Itzel talks about her project after Que Suene la Calle, in which she asked her participants-, incarcerated males- to dream up a world they would like to live in:

“Fue bien revelador. Yo no sabía con qué me iba a encontrar. Yo dije ‘vamos a diseñar su ciudad. ¿Como les gustaría que sea? ¿Que haríamos?’... No se generaron las circunstancias como para llegar al punto en donde ellos les interesaran [el proyecto], que se hicieran participes y se comprometieran con el proyecto.

Y de allí, ¿a dónde íbamos? No sé. […] Y fue muy interesante, impactante, ¿no? Yo salía de allí en shock todos los días cuando me daba cuenta de la ternura que había adentro de estos hombres.

Un hombre que había estado siete años en prisión que tiene unas lágrimas tatuadas, que tiene una simbología, ¿no? Cada lágrima es como un hombre que tú has matado y todo esto. Había como una conexión muy especial. Platicábamos muy bien sin yo meterme demasiado Él de repente ha soltado muchas de sus vivencias pero no era por allí que a mi me interesaba llegar. Y él se diseñó como un doctor interesado por la comunidad y su nombre era Bambi.”

Tomás:

“Itzel says that it was incredibly revealing, this whole process was incredibly revealing because she didn’t know what to expect. She was asking them to propose something to her and for the group. Then everything that came out was sort of a surprise for her.
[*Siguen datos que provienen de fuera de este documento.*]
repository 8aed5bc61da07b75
pub mod collect;
pub mod config;
pub mod error;
pub mod render;
pub mod report;
pub mod rules;
pub mod session;
pub mod walk;

pub use collect::{Category, DiagnosticEntry};
pub use config::Config;
pub use error::{AppError, Result};
pub use render::{BLOCK_SENTINEL, render_file};
pub use report::{
    DIAGNOSTIC_SECTION_CAP, ReportSummary, assemble_report, estimate_tokens,
};
pub use rules::{ExclusionRule, RuleSet};
pub use session::{AppSession, BrowserSession, SessionCapture};
pub use walk::enumerate_files;
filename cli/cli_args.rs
use clap::{Args, Parser, Subcommand};
use std::path::PathBuf;

#[derive(Args, Debug, Clone, Default)]
pub struct ProjectOpts {
    #[arg(
        long,
        help = "Specify the target project directory (default: current dir).",
        help_heading = "Project Setup",
        value_name = "PATH"
    )]
    pub project_root: Option<PathBuf>,

    #[arg(
        long,
        help = "Specify the project name (overrides config/dir name).",
        value_name = "NAME",
        help_heading = "Project Setup"
    )]
    pub project_name: Option<String>,
}

#[derive(Args, Debug, Clone, Default)]
pub struct CaptureOpts {
    #[arg(
        long,
        help = "URL of the running application session (overrides config).",
        value_name = "URL",
        help_heading = "Diagnostics Capture"
    )]
    pub url: Option<String>,

    #[arg(
        long,
        help = "Skip browser session capture (runtime/build sections stay empty).",
        help_heading = "Diagnostics Capture"
    )]
    pub skip_session: bool,

    #[arg(
        long,
        help = "Skip the linter subprocess.",
        help_heading = "Diagnostics Capture"
    )]
    pub skip_lint: bool,

    #[arg(
        long,
        help = "Skip the type-checker subprocess.",
        help_heading = "Diagnostics Capture"
    )]
    pub skip_typecheck: bool,
}

#[derive(Args, Debug, Clone, Default)]
pub struct DeliveryOpts {
    #[arg(
        short = 'o',
        long,
        help = "Report output file (overrides config; relative to project root).",
        value_name = "FILE",
        help_heading = "Delivery"
    )]
    pub output: Option<PathBuf>,

    #[arg(
        long,
        help = "Do not copy the report to the system clipboard.",
        help_heading = "Delivery"
    )]
    pub no_clipboard: bool,
}

#[derive(Parser, Debug)]
#[command(
    author,
    version,
    about = "Aggregate project source and live diagnostics into one report.",
    long_about = "webctx scans a project tree, captures runtime errors from the running \napplication, runs the linter and type checker, and merges everything into \na single report for review or LLM consumption.",
    help_template = "{about-section}\nUsage: {usage}\n\n{all-args}{after-help}",
    after_help = "EXAMPLES:\n  webctx run\n  webctx run --skip-session --no-clipboard\n  webctx run --url http://localhost:5173 -o report.md\n  webctx config"
)]
pub struct Cli {
    #[command(subcommand)]
    pub command: Option<Commands>,

    #[arg(short, long, action = clap::ArgAction::Count, global = true, help = "Increase message verbosity (-v, -vv).")]
    pub verbose: u8,

    #[arg(
        short,
        long,
        global = true,
        help = "Silence informational messages and warnings."
    )]
    pub quiet: bool,
}

#[derive(Subcommand, Debug, Clone)]
pub enum Commands {
    #[command(
        visible_alias = "r",
        about = "Collect diagnostics, render the project and assemble the report."
    )]
    Run(RunArgs),

    #[command(about = "Print the default configuration file structure.")]
    Config,
}

#[derive(Args, Debug, Clone, Default)]
pub struct RunArgs {
    #[clap(flatten)]
    pub project: ProjectOpts,
    #[clap(flatten)]
    pub capture: CaptureOpts,
    #[clap(flatten)]
    pub delivery: DeliveryOpts,
}
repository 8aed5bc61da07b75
pub mod config;
pub mod run;
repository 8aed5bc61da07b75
use crate::collect::{Category, DiagnosticEntry, run_tool};
use crate::config::Config;
use crate::error::Result;
use log;
use serde_json::Value;
use std::path::Path;
use std::time::Duration;

/// Runs the configured linter and adapts its JSON report into
/// diagnostic entries.
///
/// Fails in isolation: a subprocess failure or malformed JSON yields an
/// empty list and a logged warning, never aborting the pipeline.
pub fn collect_lint_errors(config: &Config, project_root: &Path) -> Vec<DiagnosticEntry> {
    match try_collect(config, project_root) {
        Ok(entries) => entries,
        Err(e) => {
            log::warn!("Lint collection failed: {}", e);
            Vec::new()
        }
    }
}

fn try_collect(config: &Config, project_root: &Path) -> Result<Vec<DiagnosticEntry>> {
    let output = run_tool(
        &config.tools.lint,
        project_root,
        Duration::from_millis(config.tools.timeout_ms),
    )?;
    Ok(parse_lint_json(&output.stdout, project_root))
}

/// Parses the linter's JSON output: an array of
/// `{filePath, messages: [{line, ruleId, message}]}` objects.
///
/// A document that is not valid JSON (or not an array) yields an empty
/// list. A single malformed message is skipped and the rest of the
/// category continues.
pub fn parse_lint_json(raw: &str, project_root: &Path) -> Vec<DiagnosticEntry> {
    let value: Value = match serde_json::from_str(raw) {
        Ok(value) => value,
        Err(e) => {
            log::warn!("Linter output was not valid JSON: {}", e);
            return Vec::new();
        }
    };
    let Some(file_reports) = value.as_array() else {
        log::warn!("Linter output was not a JSON array.");
        return Vec::new();
    };

    let mut entries = Vec::new();
    for report in file_reports {
        let file_path = report.get("filePath").and_then(Value::as_str).unwrap_or("");
        let relative = pathdiff::diff_paths(Path::new(file_path), project_root)
            .filter(|p| !p.starts_with(".."))
            .unwrap_or_else(|| file_path.into());

        let Some(messages) = report.get("messages").and_then(Value::as_array) else {
            continue;
        };
        for message in messages {
            // Skip a malformed message, keep the rest of the category.
            let Some(text) = message.get("message").and_then(Value::as_str) else {
                log::debug!("Skipping lint message without text in {}", file_path);
                continue;
            };
            let line = message.get("line").and_then(Value::as_u64).unwrap_or(0);
            let rule_id = message
                .get("ruleId")
                .and_then(Value::as_str)
                .unwrap_or("unknown");
            entries.push(DiagnosticEntry::new(
                Category::Lint,
                format!("[{}] Line {}: {} ({})", relative.display(), line, text, rule_id),
            ));
        }
    }
    entries
}

#[cfg(test)]
mod tests {
    use super::*;
    use std::path::PathBuf;

    fn root() -> PathBuf {
        PathBuf::from("/project")
    }

    #[test]
    fn formats_one_entry_per_message() {
        let raw = r#"[
            {
                "filePath": "/project/src/app.js",
                "messages": [
                    {"line": 3, "ruleId": "no-unused-vars", "message": "'x' is defined but never used."},
                    {"line": 9, "ruleId": "eqeqeq", "message": "Expected '===' and instead saw '=='."}
                ]
            }
        ]"#;
        let entries = parse_lint_json(raw, &root());
        assert_eq!(entries.len(), 2);
        assert_eq!(
            entries[0].text,
            "[src/app.js] Line 3: 'x' is defined but never used. (no-unused-vars)"
        );
        assert_eq!(entries[1].category, Category::Lint);
    }

    #[test]
    fn malformed_document_yields_empty_list() {
        assert!(parse_lint_json("not json at all", &root()).is_empty());
        assert!(parse_lint_json("{\"filePath\": \"x\"}", &root()).is_empty());
    }

    #[test]
    fn malformed_message_is_skipped_not_fatal() {
        let raw = r#"[
            {
                "filePath": "/project/src/app.js",
                "messages": [
                    {"line": 1},
                    {"line": 2, "ruleId": "semi", "message": "Missing semicolon."}
                ]
            }
        ]"#;
        let entries = parse_lint_json(raw, &root());
        assert_eq!(entries.len(), 1);
        assert_eq!(
            entries[0].text,
            "[src/app.js] Line 2: Missing semicolon. (semi)"
        );
    }

    #[test]
    fn missing_rule_id_and_line_get_placeholders() {
        let raw = r#"[
            {"filePath": "/project/a.js", "messages": [{"message": "Parsing error."}]}
        ]"#;
        let entries = parse_lint_json(raw, &root());
        assert_eq!(entries[0].text, "[a.js] Line 0: Parsing error. (unknown)");
    }

    #[test]
    fn ordering_follows_tool_emission_order() {
        let raw = r#"[
            {"filePath": "/project/b.js", "messages": [{"line": 1, "ruleId": "b", "message": "B"}]},
            {"filePath": "/project/a.js", "messages": [{"line": 1, "ruleId": "a", "message": "A"}]}
        ]"#;
        let entries = parse_lint_json(raw, &root());
        assert!(entries[0].text.starts_with("[b.js]"));
        assert!(entries[1].text.starts_with("[a.js]"));
    }
}
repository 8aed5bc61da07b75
use crate::collect::{Category, DiagnosticEntry, run_tool};
use crate::config::Config;
use crate::error::Result;
use log;
use std::path::Path;
use std::time::Duration;

/// TypeScript diagnostics carry this error-code marker, e.g.
/// `src/app.ts(3,5): error TS2322: ...`.
const TYPE_ERROR_MARKER: &str = "error TS";

/// Runs the configured type checker and keeps only its error lines.
///
/// Fails in isolation like the other collectors: any subprocess failure
/// yields an empty list and a logged warning.
pub fn collect_type_errors(config: &Config, project_root: &Path) -> Vec<DiagnosticEntry> {
    match try_collect(config, project_root) {
        Ok(entries) => entries,
        Err(e) => {
            log::warn!("Type-check collection failed: {}", e);
            Vec::new()
        }
    }
}

fn try_collect(config: &Config, project_root: &Path) -> Result<Vec<DiagnosticEntry>> {
    let output = run_tool(
        &config.tools.typecheck,
        project_root,
        Duration::from_millis(config.tools.timeout_ms),
    )?;
    Ok(filter_type_errors(&output.stdout))
}

/// Retains the compiler output lines containing the error marker,
/// verbatim. This category is exempt from the report's 5-entry cap.
pub fn filter_type_errors(raw: &str) -> Vec<DiagnosticEntry> {
    raw.lines()
        .filter(|line| line.contains(TYPE_ERROR_MARKER))
        .map(|line| DiagnosticEntry::new(Category::TypeCheck, line))
        .collect()
}

#[cfg(test)]
mod tests {
    use super::*;

    #[test]
    fn keeps_only_marked_lines_verbatim() {
        let raw = "\
Version 5.4.2
src/app.ts(3,5): error TS2322: Type 'string' is not assignable to type 'number'.
src/app.ts(9,1): error TS2304: Cannot find name 'foo'.
Found 2 errors in 1 file.
";
        let entries = filter_type_errors(raw);
        assert_eq!(entries.len(), 2);
        assert_eq!(
            entries[0].text,
            "src/app.ts(3,5): error TS2322: Type 'string' is not assignable to type 'number'."
        );
        assert_eq!(entries[1].category, Category::TypeCheck);
    }

    #[test]
    fn clean_output_yields_nothing() {
        let raw = "Version 5.4.2\nFound 0 errors.\n";
        assert!(filter_type_errors(raw).is_empty());
    }

    #[test]
    fn emission_order_is_preserved() {
        let raw = "b.ts(1,1): error TS1005: ';' expected.\na.ts(1,1): error TS1005: ';' expected.\n";
        let entries = filter_type_errors(raw);
        assert!(entries[0].text.starts_with("b.ts"));
        assert!(entries[1].text.starts_with("a.ts"));
    }
}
Everyday she would leave this place shocked, moved by the tenderness that some of these men had inside.

There was one guy who had tears, tattooed tears in his cheeks, tattoos that are full of symbolism. He started to talk about his past experiences but she was not interested in that, she was interested in what she proposed him to think about. She says that in the game she proposed, he portrayed himself as a doctor, a very responsible doctor interested in the community and his nickname was Bambi.”